## Task brief
Copy the listing below line for line, from its opening line to the one with "ON CONFLICT DO", both included; stop there.

## Provided information
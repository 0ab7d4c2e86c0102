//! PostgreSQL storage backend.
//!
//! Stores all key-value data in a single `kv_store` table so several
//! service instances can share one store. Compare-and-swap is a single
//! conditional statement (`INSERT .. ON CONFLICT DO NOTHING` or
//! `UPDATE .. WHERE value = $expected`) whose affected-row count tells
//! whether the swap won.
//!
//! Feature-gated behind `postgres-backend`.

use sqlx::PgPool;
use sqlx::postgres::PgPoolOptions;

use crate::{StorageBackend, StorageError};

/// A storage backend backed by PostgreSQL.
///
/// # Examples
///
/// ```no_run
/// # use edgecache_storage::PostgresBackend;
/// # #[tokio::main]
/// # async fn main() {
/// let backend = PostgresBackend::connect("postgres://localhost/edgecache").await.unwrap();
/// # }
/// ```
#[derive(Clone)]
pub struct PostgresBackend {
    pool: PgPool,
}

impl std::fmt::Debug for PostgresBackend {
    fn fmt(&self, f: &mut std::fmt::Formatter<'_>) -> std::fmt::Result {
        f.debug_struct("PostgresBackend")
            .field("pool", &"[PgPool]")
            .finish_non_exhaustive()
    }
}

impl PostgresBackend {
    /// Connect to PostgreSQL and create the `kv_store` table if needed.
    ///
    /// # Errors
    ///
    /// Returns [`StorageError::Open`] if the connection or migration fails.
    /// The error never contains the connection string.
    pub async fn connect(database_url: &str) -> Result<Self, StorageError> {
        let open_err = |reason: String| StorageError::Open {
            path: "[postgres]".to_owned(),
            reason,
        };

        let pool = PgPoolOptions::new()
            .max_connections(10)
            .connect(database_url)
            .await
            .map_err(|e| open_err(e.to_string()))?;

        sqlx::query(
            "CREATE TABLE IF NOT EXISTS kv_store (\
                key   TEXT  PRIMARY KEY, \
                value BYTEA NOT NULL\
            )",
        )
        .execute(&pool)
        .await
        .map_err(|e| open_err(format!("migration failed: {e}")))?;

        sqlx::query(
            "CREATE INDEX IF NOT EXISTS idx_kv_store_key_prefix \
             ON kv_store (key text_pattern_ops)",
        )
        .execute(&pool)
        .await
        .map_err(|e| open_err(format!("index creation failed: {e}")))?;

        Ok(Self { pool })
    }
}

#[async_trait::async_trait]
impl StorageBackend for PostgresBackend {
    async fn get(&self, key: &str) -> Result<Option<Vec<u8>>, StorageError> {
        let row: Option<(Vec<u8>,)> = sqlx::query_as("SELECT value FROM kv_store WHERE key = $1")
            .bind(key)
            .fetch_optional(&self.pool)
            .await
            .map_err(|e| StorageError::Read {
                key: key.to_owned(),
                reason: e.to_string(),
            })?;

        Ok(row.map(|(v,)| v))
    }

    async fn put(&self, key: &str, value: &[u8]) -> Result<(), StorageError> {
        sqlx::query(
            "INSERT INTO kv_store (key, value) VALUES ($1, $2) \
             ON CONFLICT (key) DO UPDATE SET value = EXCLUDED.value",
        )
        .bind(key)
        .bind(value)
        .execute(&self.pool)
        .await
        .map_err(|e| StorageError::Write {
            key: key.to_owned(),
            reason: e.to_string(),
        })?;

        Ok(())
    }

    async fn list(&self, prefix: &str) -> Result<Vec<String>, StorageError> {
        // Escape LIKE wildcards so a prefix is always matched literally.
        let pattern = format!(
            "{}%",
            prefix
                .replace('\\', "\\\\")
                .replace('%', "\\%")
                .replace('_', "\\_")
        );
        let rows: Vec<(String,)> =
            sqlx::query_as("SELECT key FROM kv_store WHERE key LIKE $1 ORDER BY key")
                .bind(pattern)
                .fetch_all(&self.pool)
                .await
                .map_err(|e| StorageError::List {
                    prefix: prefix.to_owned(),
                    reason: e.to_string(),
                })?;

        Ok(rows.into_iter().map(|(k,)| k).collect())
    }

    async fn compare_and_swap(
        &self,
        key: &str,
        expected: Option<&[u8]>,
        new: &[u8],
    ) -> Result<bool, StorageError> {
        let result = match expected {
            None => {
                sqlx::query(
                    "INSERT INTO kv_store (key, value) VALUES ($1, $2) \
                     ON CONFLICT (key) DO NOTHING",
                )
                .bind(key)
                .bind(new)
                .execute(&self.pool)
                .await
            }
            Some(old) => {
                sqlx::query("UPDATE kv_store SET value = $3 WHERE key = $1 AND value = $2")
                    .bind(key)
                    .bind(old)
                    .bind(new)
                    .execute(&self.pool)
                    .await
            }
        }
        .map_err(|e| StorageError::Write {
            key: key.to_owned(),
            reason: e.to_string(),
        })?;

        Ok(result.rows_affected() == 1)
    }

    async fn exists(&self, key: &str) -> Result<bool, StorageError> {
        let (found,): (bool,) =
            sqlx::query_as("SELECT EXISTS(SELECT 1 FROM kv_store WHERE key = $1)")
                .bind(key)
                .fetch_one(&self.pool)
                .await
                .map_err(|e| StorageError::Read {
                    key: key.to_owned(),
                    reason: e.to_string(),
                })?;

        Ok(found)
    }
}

## Your response
repository 0ab7d4c2e86c0102
//! PostgreSQL storage backend.
//!
//! Stores all key-value data in a single `kv_store` table so several
//! service instances can share one store. Compare-and-swap is a single
//! conditional statement (`INSERT .. ON CONFLICT DO NOTHING` or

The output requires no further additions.